- ACTIVITY -
Work out how many lines in the data below contain "error", and state that count with nothing added.

- RECORD SET -
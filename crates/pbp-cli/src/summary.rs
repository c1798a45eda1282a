//! Terminal rendering of screening results and table reports.

use comfy_table::modifiers::{UTF8_ROUND_CORNERS, UTF8_SOLID_INNER_BORDERS};
use comfy_table::presets::{UTF8_FULL, UTF8_FULL_CONDENSED};
use comfy_table::{Attribute, Cell, CellAlignment, Color, ContentArrangement, Table};

use pbp_core::ScreeningReport;
use pbp_model::{BpStatus, PercentileResult};
use pbp_standards::DoctorReport;

pub fn print_screening(report: &ScreeningReport) {
    let request = &report.request;
    println!(
        "Sex: {}  Age: {} y  Height: {} cm",
        request.sex,
        trim_number(request.age_years),
        trim_number(request.height_cm)
    );
    println!("{}", screening_table(report));
    println!();
    println!("Recommended follow-up:");
    println!("{}", guideline_actions_table(&report.statuses()));
}

pub fn screening_table(report: &ScreeningReport) -> Table {
    let mut table = Table::new();
    table.set_header(vec![
        header_cell("Measure"),
        header_cell("mmHg"),
        header_cell("Age group"),
        header_cell("Height band"),
        header_cell("50th"),
        header_cell("95th"),
        header_cell("Percentile"),
        header_cell("Status"),
    ]);
    apply_summary_table_style(&mut table);
    for index in 1..=6 {
        align_column(&mut table, index, CellAlignment::Right);
    }
    align_column(&mut table, 3, CellAlignment::Left);
    for result in report.results() {
        table.add_row(result_row(result));
    }
    table
}

fn result_row(result: &PercentileResult) -> Vec<Cell> {
    let cell = &result.cell;
    vec![
        Cell::new(result.bp_type.display_label()).add_attribute(Attribute::Bold),
        Cell::new(trim_number(result.bp_value_mmhg)),
        Cell::new(format!("{} y", cell.age_years)),
        Cell::new(format!("{} ({} cm)", cell.band, trim_number(cell.height_cm))),
        dim_cell(trim_number(cell.bp_50)),
        dim_cell(trim_number(cell.bp_95)),
        Cell::new(format!("{:.0}", result.percentile)).add_attribute(Attribute::Bold),
        status_cell(result.status),
    ]
}

/// Follow-up actions for the given statuses.
pub fn guideline_actions_table(statuses: &[BpStatus]) -> Table {
    let mut table = Table::new();
    table.set_header(vec![
        header_cell("Status"),
        header_cell("Threshold"),
        header_cell("Recommended actions"),
    ]);
    apply_table_style(&mut table);
    for status in statuses {
        let actions = status
            .recommended_actions()
            .iter()
            .map(|action| format!("- {action}"))
            .collect::<Vec<_>>()
            .join("\n");
        table.add_row(vec![
            status_cell(*status),
            Cell::new(status.threshold_label()),
            Cell::new(actions),
        ]);
    }
    table
}

pub fn doctor_table(report: &DoctorReport) -> Table {
    let mut table = Table::new();
    table.set_header(vec![
        header_cell("Table"),
        header_cell("Source"),
        header_cell("Ages"),
        header_cell("Age groups"),
        header_cell("Height bands"),
    ]);
    apply_table_style(&mut table);
    align_column(&mut table, 3, CellAlignment::Right);
    align_column(&mut table, 4, CellAlignment::Right);
    for summary in &report.tables {
        let ages = match (summary.min_age, summary.max_age) {
            (Some(min), Some(max)) => Cell::new(format!("{min}-{max}")),
            _ => dim_cell("-"),
        };
        table.add_row(vec![
            Cell::new(&summary.role)
                .fg(Color::Blue)
                .add_attribute(Attribute::Bold),
            Cell::new(&summary.source),
            ages,
            Cell::new(summary.age_groups),
            Cell::new(summary.height_bands),
        ]);
    }
    table.add_row(vec![
        Cell::new("TOTAL")
            .fg(Color::Cyan)
            .add_attribute(Attribute::Bold),
        dim_cell("-"),
        dim_cell("-"),
        Cell::new(report.counts.age_groups).add_attribute(Attribute::Bold),
        Cell::new(report.counts.height_bands).add_attribute(Attribute::Bold),
    ]);
    table
}

pub fn print_doctor(report: &DoctorReport) {
    let verified = if report.verified {
        "verified against manifest"
    } else {
        "not verified (no manifest)"
    };
    println!("Reference tables: {verified}");
    if let Some(guideline) = &report.guideline {
        println!("Guideline: {guideline}");
    }
    println!("{}", doctor_table(report));
}

pub fn apply_table_style(table: &mut Table) {
    table
        .load_preset(UTF8_FULL_CONDENSED)
        .apply_modifier(UTF8_ROUND_CORNERS)
        .set_content_arrangement(ContentArrangement::Dynamic)
        .set_width(120);
}

fn apply_summary_table_style(table: &mut Table) {
    table
        .load_preset(UTF8_FULL)
        .apply_modifier(UTF8_ROUND_CORNERS)
        .apply_modifier(UTF8_SOLID_INNER_BORDERS)
        .set_content_arrangement(ContentArrangement::Dynamic)
        .set_width(120);
}

fn align_column(table: &mut Table, index: usize, alignment: CellAlignment) {
    if let Some(column) = table.column_mut(index) {
        column.set_cell_alignment(alignment);
    }
}

fn status_color(status: BpStatus) -> Color {
    match status {
        BpStatus::Normal => Color::Green,
        BpStatus::Elevated => Color::DarkYellow,
        BpStatus::Hypertension => Color::Red,
    }
}

fn status_cell(status: BpStatus) -> Cell {
    Cell::new(status.label())
        .fg(status_color(status))
        .add_attribute(Attribute::Bold)
}

fn header_cell(label: &str) -> Cell {
    Cell::new(label)
        .fg(Color::Cyan)
        .add_attribute(Attribute::Bold)
}

fn dim_cell<T: ToString>(value: T) -> Cell {
    Cell::new(value).fg(Color::DarkGrey)
}

/// `140` rather than `140.0`; keeps one decimal otherwise.
fn trim_number(value: f64) -> String {
    if value.fract() == 0.0 {
        format!("{value:.0}")
    } else {
        format!("{value:.1}")
    }
}

#[cfg(test)]
mod tests {
    use super::*;

    #[test]
    fn trim_number_drops_trailing_zero() {
        assert_eq!(trim_number(140.0), "140");
        assert_eq!(trim_number(140.24), "140.2");
        assert_eq!(trim_number(7.5), "7.5");
    }
}
#![deny(unsafe_code)]

pub mod classify;
pub mod distribution;
pub mod engine;
pub mod error;
pub mod screening;

pub use classify::{ELEVATED_PERCENTILE, HYPERTENSION_PERCENTILE, classify};
pub use distribution::{ReferenceDistribution, Z_95, sigma_from_anchors};
pub use engine::{PercentileEngine, compute_percentile};
pub use error::{ErrorKind, PercentileError, Result};
pub use screening::{
    ChartPoint, REFERENCE_LINES, ReferenceLine, ScreeningReport, ScreeningRequest, screen,
};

- TASK RESULT -
2